How Sex Tech Is Reimagining the ‘Magic Touch’
WHY YOU SHOULD CARE
Because technology is looking to spice up your sex life.
Bertalan Mesko is the Medical Futurist, a health care speaker and author of The Guide to the Future of Medicine and My Health: Upgraded.
Films tend to imagine the future of intimacy as more high-tech — and terrifying — than sexy. A.I.: Artificial Intelligence featured Jude Law as a male prostitute robot, and Ex Machina imagined the downside of falling in love with a mechanical being. But the intimacy revolution goes far beyond robot sex toys and virtual reality porn.

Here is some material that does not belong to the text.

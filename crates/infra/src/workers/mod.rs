//! Background workers (thread-based; the domain layer stays synchronous).

pub mod projection_worker;

pub use projection_worker::{ProjectionWorker, WorkerHandle};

Telepresence and the Hug Shirt
According to the Statistic Brain Research Institute, 39 percent of American teens and 59 percent of adults ages 20 to 26 use their smartphones for sexting. But what if these devices transmitted not only images and sounds but also touch and odors? Companies are working on printing out virtual odors, which could lead to celebs selling their natural scent or perfume to adoring fans. A scratch-and-sniff of Brad Pitt, anyone?
Although it doesn’t sound terribly romantic, it’s giving a whole new meaning to the term “magic touch.”
The Hug Shirt allows people to send hugs long-distance — much like a text message. The shirt connects to Bluetooth and, via sensors and a smartphone app, users can share the strength, duration and location of their touch, skin warmth and even heart rate. Although it doesn’t sound terribly romantic, it’s giving a whole new meaning to the term “magic touch.”
Technosexuals and the Future
The movie Her featured Joaquin Phoenix as the love interest of an AI operating system, but “technosexuality” goes beyond science fiction. Michigander “Davecat” — an online pseudonym — is a so-called technosexual, one of a handful of people who admit to living with and loving their synthetic partners: in his case, life-size plastic dolls. Davecat says he felt isolated and alone, without a place in society, but after falling for his synthetic wives, everything changed. He says he is happier now and that his friends accept his choice.
Davecat says critics are simply jealous, that those who have endured unfulfilling relationships may be upset to see someone in love with a synthetic companion. Davecat and his wives get “our fair share of people speaking ill of us,” he admits. But they also receive positive feedback from people who have seen them on television, a few of whom have even “decided to save up for a silicone companion of their own,” he says.
The future of sex technology could offer solutions for living a happier life, but cozying up to plastic dolls and remote techno-intimacy also raises tough questions about our way of life, the health of our relationships generally and our roles as humans in society. The first and biggest quandary? How to maintain intimacy and empathy as a tsunami of technological change redefines the future.
Transhumanists say we shouldn’t worry, because sexuality, like all social rituals, won’t be necessary in a world filled with test-tube babies, or in an era when reproducing is abandoned altogether. It’s not about how technology changes sexuality, philosopher Zoltan Istvan says, but whether sexuality can survive technology. He doesn’t think it will.
But I think it must, and that we should teach our children how to love, feel empathetic and form long-lasting bonds. At the same time, we would be wise to set limitations on how much influence technology will have on our lives and on our sexuality. Technological change is happening fast, so we need to do these things soon if we want to preserve the core of what it means to be human. Otherwise we are facing a future in which one of the most precious human interactions — touching one another to show intimacy and caring — will be replaced by a colder virtual reality.